Thursday, June 23, 2005

A midsummer fairy tale...

Once upon a time there was a Swedish pro-euro campaign... Well, actually they were promoting something called the EMU, but they really weren't all that keen on making that distinction.

This Yes-campaign had a number of arguments. Sort of. Not very good arguments as arguments go - but the first rule of politics is that if you don't have anything sensible to say you had better make something up. And this they did.

They said that Germany and France might start warring each other again, unless Sweden joined the Euro... People laughed.

They said that the euro would create more trade, which would create more jobs, which would create more growth, which would make everybody very, very rich. They even had some figures, to prove that the Swedish GDP would increase by 50%, or perhaps 52%, or maybe over 200%, I kid you not, just by simply joining the Euro... People scratched their heads. And laughed again.

So the ardent followers of the Nickel Calf were left with the interest rate. They told us many a tale of how terrible the interest rate had been in olden days. They even mentioned the 500% that it had been in those desperate days in the early nineties right before the Government realised that ERM, all things considered, really wasn't such a great idea anyway.

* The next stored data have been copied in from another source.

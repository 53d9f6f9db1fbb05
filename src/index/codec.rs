//! Byte encodings of row index keys and values.
//!
//! Keys use an order-preserving ("memcomparable") encoding so the index, which
//! compares raw bytes, sorts rows by primary key. Values are a sparse list of
//! `(tag, physical type, payload)` sorted by tag; nulls are omitted, so adding
//! a nullable column never changes existing row bytes.

use crate::catalog::{DataType, Row, Tag, Value};
use crate::storage::{StorageError, StorageResult};

const KEY_NULL: u8 = 0x01;
const KEY_BOOL: u8 = 0x02;
const KEY_INT: u8 = 0x03;
const KEY_FLOAT: u8 = 0x04;
const KEY_TEXT: u8 = 0x05;
const KEY_TIMESTAMP: u8 = 0x06;
const KEY_JSON: u8 = 0x07;

const VAL_BOOL: u8 = 1;
const VAL_I8: u8 = 2;
const VAL_I16: u8 = 3;
const VAL_I32: u8 = 4;
const VAL_I64: u8 = 5;
const VAL_F32: u8 = 6;
const VAL_F64: u8 = 7;
const VAL_TEXT: u8 = 8;
const VAL_TIMESTAMP: u8 = 9;
const VAL_JSON: u8 = 10;

const SIGN_BIT: u64 = 1 << 63;

fn corrupt(reason: impl Into<String>) -> StorageError {
    StorageError::corrupted("row encoding", reason)
}

/// Cursor over an encoded buffer.
pub(crate) struct Reader<'a> {
    buf: &'a [u8],
    pos: usize,
}

impl<'a> Reader<'a> {
    pub(crate) fn new(buf: &'a [u8]) -> Self {
        Self { buf, pos: 0 }
    }

    pub(crate) fn is_empty(&self) -> bool {
        self.pos >= self.buf.len()
    }

    pub(crate) fn bytes(&mut self, n: usize) -> StorageResult<&'a [u8]> {
        let end = self.pos.checked_add(n).filter(|end| *end <= self.buf.len());
        match end {
            Some(end) => {
                let out = &self.buf[self.pos..end];
                self.pos = end;
                Ok(out)
            }
            None => Err(corrupt(format!("truncated at byte {} (wanted {})", self.pos, n))),
        }
    }

    pub(crate) fn u8(&mut self) -> StorageResult<u8> {
        Ok(self.bytes(1)?[0])
    }

    pub(crate) fn array<const N: usize>(&mut self) -> StorageResult<[u8; N]> {
        let mut out = [0u8; N];
        out.copy_from_slice(self.bytes(N)?);
        Ok(out)
    }

    pub(crate) fn u32(&mut self) -> StorageResult<u32> {
        Ok(u32::from_be_bytes(self.array()?))
    }

    pub(crate) fn u64(&mut self) -> StorageResult<u64> {
        Ok(u64::from_be_bytes(self.array()?))
    }

    /// u32 length followed by that many bytes
    pub(crate) fn chunk(&mut self) -> StorageResult<&'a [u8]> {
        let len = self.u32()? as usize;
        self.bytes(len)
    }
}

pub(crate) fn put_chunk(out: &mut Vec<u8>, bytes: &[u8]) {
    out.extend_from_slice(&(bytes.len() as u32).to_be_bytes());
    out.extend_from_slice(bytes);
}

// ==================== Keys ====================

/// Encode primary key values so byte order equals value order.
pub fn encode_key(values: &[Value]) -> Vec<u8> {
    let mut out = Vec::new();
    for value in values {
        match value {
            Value::Null => out.push(KEY_NULL),
            Value::Bool(b) => {
                out.push(KEY_BOOL);
                out.push(*b as u8);
            }
            Value::Int(i) => {
                out.push(KEY_INT);
                out.extend_from_slice(&((*i as u64) ^ SIGN_BIT).to_be_bytes());
            }
            Value::Float(f) => {
                out.push(KEY_FLOAT);
                let f = if *f == 0.0 { 0.0 } else { *f };
                let bits = f.to_bits();
                let ordered = if bits & SIGN_BIT != 0 { !bits } else { bits ^ SIGN_BIT };
                out.extend_from_slice(&ordered.to_be_bytes());
            }
            Value::Text(s) => {
                out.push(KEY_TEXT);
                put_escaped(&mut out, s.as_bytes());
            }
            Value::Timestamp(ts) => {
                out.push(KEY_TIMESTAMP);
                out.extend_from_slice(&((ts.timestamp_micros() as u64) ^ SIGN_BIT).to_be_bytes());
            }
            Value::Json(j) => {
                out.push(KEY_JSON);
                put_escaped(&mut out, j.to_string().as_bytes());
            }
        }
    }
    out
}

// 0x00 inside the string becomes 0x00 0xFF; the string ends with 0x00 0x00
fn put_escaped(out: &mut Vec<u8>, bytes: &[u8]) {
    for b in bytes {
        out.push(*b);
        if *b == 0 {
            out.push(0xFF);
        }
    }
    out.extend_from_slice(&[0, 0]);
}

fn read_escaped(reader: &mut Reader<'_>) -> StorageResult<Vec<u8>> {
    let mut out = Vec::new();
    loop {
        let b = reader.u8()?;
        if b != 0 {
            out.push(b);
            continue;
        }
        match reader.u8()? {
            0 => return Ok(out),
            0xFF => out.push(0),
            other => return Err(corrupt(format!("bad escape byte {:#x}", other))),
        }
    }
}

fn utf8(bytes: Vec<u8>) -> StorageResult<String> {
    String::from_utf8(bytes).map_err(|e| corrupt(e.to_string()))
}

fn timestamp(micros: i64) -> StorageResult<Value> {
    chrono::DateTime::from_timestamp_micros(micros)
        .map(Value::Timestamp)
        .ok_or_else(|| corrupt(format!("timestamp out of range: {}", micros)))
}

/// Decode a key produced by [`encode_key`].
pub fn decode_key(bytes: &[u8]) -> StorageResult<Vec<Value>> {
    let mut reader = Reader::new(bytes);
    let mut values = Vec::new();
    while !reader.is_empty() {
        let value = match reader.u8()? {
            KEY_NULL => Value::Null,
            KEY_BOOL => Value::Bool(reader.u8()? != 0),
            KEY_INT => Value::Int((reader.u64()? ^ SIGN_BIT) as i64),
            KEY_FLOAT => {
                let ordered = reader.u64()?;
                let bits = if ordered & SIGN_BIT != 0 { ordered ^ SIGN_BIT } else { !ordered };
                Value::Float(f64::from_bits(bits))
            }
            KEY_TEXT => Value::Text(utf8(read_escaped(&mut reader)?)?),
            KEY_TIMESTAMP => timestamp((reader.u64()? ^ SIGN_BIT) as i64)?,
            KEY_JSON => {
                let text = utf8(read_escaped(&mut reader)?)?;
                Value::Json(serde_json::from_str(&text).map_err(|e| corrupt(e.to_string()))?)
            }
            other => return Err(corrupt(format!("unknown key type {:#x}", other))),
        };
        values.push(value);
    }
    Ok(values)
}

// ==================== Values ====================

/// Encode the given columns of a row. `columns` lists (tag, type) of the
/// columns to store; unset columns are skipped.
pub fn encode_values(columns: &[(Tag, DataType)], row: &Row) -> Vec<u8> {
    let mut sorted: Vec<&(Tag, DataType)> = columns.iter().collect();
    sorted.sort_by_key(|(tag, _)| *tag);

    let mut out = Vec::new();
    for (tag, data_type) in sorted {
        let value = row.get(*tag);
        if value.is_null() {
            continue;
        }
        out.extend_from_slice(&tag.get().to_be_bytes());
        put_value(&mut out, data_type, value);
    }
    out
}

fn put_value(out: &mut Vec<u8>, data_type: &DataType, value: &Value) {
    match (data_type, value) {
        (DataType::TinyInt, Value::Int(i)) if i8::try_from(*i).is_ok() => {
            out.push(VAL_I8);
            out.extend_from_slice(&(*i as i8).to_be_bytes());
        }
        (DataType::SmallInt, Value::Int(i)) if i16::try_from(*i).is_ok() => {
            out.push(VAL_I16);
            out.extend_from_slice(&(*i as i16).to_be_bytes());
        }
        (DataType::Int, Value::Int(i)) if i32::try_from(*i).is_ok() => {
            out.push(VAL_I32);
            out.extend_from_slice(&(*i as i32).to_be_bytes());
        }
        (_, Value::Int(i)) => {
            out.push(VAL_I64);
            out.extend_from_slice(&i.to_be_bytes());
        }
        (DataType::Float, Value::Float(f)) => {
            out.push(VAL_F32);
            out.extend_from_slice(&(*f as f32).to_be_bytes());
        }
        (_, Value::Float(f)) => {
            out.push(VAL_F64);
            out.extend_from_slice(&f.to_be_bytes());
        }
        (_, Value::Bool(b)) => {
            out.push(VAL_BOOL);
            out.push(*b as u8);
        }
        (_, Value::Text(s)) => {
            out.push(VAL_TEXT);
            put_chunk(out, s.as_bytes());
        }
        (_, Value::Timestamp(ts)) => {
            out.push(VAL_TIMESTAMP);
            out.extend_from_slice(&ts.timestamp_micros().to_be_bytes());
        }
        (_, Value::Json(j)) => {
            out.push(VAL_JSON);
            put_chunk(out, j.to_string().as_bytes());
        }
        (_, Value::Null) => {}
    }
}

/// Decode values produced by [`encode_values`] into `row`.
pub fn decode_values_into(bytes: &[u8], row: &mut Row) -> StorageResult<()> {
    let mut reader = Reader::new(bytes);
    while !reader.is_empty() {
        let tag = Tag::new(reader.u64()?);
        let value = match reader.u8()? {
            VAL_BOOL => Value::Bool(reader.u8()? != 0),
            VAL_I8 => Value::Int(i8::from_be_bytes(reader.array()?) as i64),
            VAL_I16 => Value::Int(i16::from_be_bytes(reader.array()?) as i64),
            VAL_I32 => Value::Int(i32::from_be_bytes(reader.array()?) as i64),
            VAL_I64 => Value::Int(i64::from_be_bytes(reader.array()?)),
            VAL_F32 => Value::Float(f32::from_be_bytes(reader.array()?) as f64),
            VAL_F64 => Value::Float(f64::from_be_bytes(reader.array()?)),
            VAL_TEXT => Value::Text(utf8(reader.chunk()?.to_vec())?),
            VAL_TIMESTAMP => timestamp(i64::from_be_bytes(reader.array()?))?,
            VAL_JSON => Value::Json(serde_json::from_slice(reader.chunk()?).map_err(|e| corrupt(e.to_string()))?),
            other => return Err(corrupt(format!("unknown value type {}", other))),
        };
        row.set(tag, value);
    }
    Ok(())
}

pub fn decode_values(bytes: &[u8]) -> StorageResult<Row> {
    let mut row = Row::new();
    decode_values_into(bytes, &mut row)?;
    Ok(row)
}

// ==================== Key-less rows ====================

/// Index key of a key-less row: a content hash of its encoded values.
pub fn keyless_key(value_bytes: &[u8]) -> Vec<u8> {
    blake3::hash(value_bytes).as_bytes().to_vec()
}

/// Index value of a key-less row: cardinality followed by the row bytes.
pub fn encode_keyless(count: u64, value_bytes: &[u8]) -> Vec<u8> {
    let mut out = Vec::with_capacity(8 + value_bytes.len());
    out.extend_from_slice(&count.to_be_bytes());
    out.extend_from_slice(value_bytes);
    out
}

/// Split a key-less index value into (cardinality, row bytes).
pub fn decode_keyless(bytes: &[u8]) -> StorageResult<(u64, &[u8])> {
    if bytes.len() < 8 {
        return Err(corrupt("key-less entry shorter than its count"));
    }
    let (count, rest) = bytes.split_at(8);
    let mut buf = [0u8; 8];
    buf.copy_from_slice(count);
    Ok((u64::from_be_bytes(buf), rest))
}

So the Yes-campaigners always talked about the interest rates. They promised us that the rates would go down, but only if we joined the Euro. Time and again they reminded us that the interest rates had been higher in the past, and they never tired of threatening that we had to join the Euro, lest interest rates increase.

This time the people didn't laugh. But they didn't believe it either. So the Yes-camp kept talking about the interest rates. Until even they themselves were bored.

And in that small and peculiar little country in the North, the day came when the No-campaign won the greatest victory that until then had ever been won by eurosceptics.

And, I am told, the sun still rose on the morning the next day; and the bad things did not come to pass; and everybody lived happily ever after...

Well, not quite.

In June two years later the economists revised their projections on economic growth, and found that the successfull Swedish economy could do with a little stimulation for a while. And since Sweden, unlike such countries as Germany, has kept control of its monetary policy the Riksbanken decided to decrease the interest rate to 1,50%, which is even lower than the 2% of Euroland. Switzerland still holds prime of place, but the Swedish interest rate is now the second lowest in Europe.

This time, those Swedish eurosceptics who are considering buying an apartment or a house will be laughing again; all the way to the bank.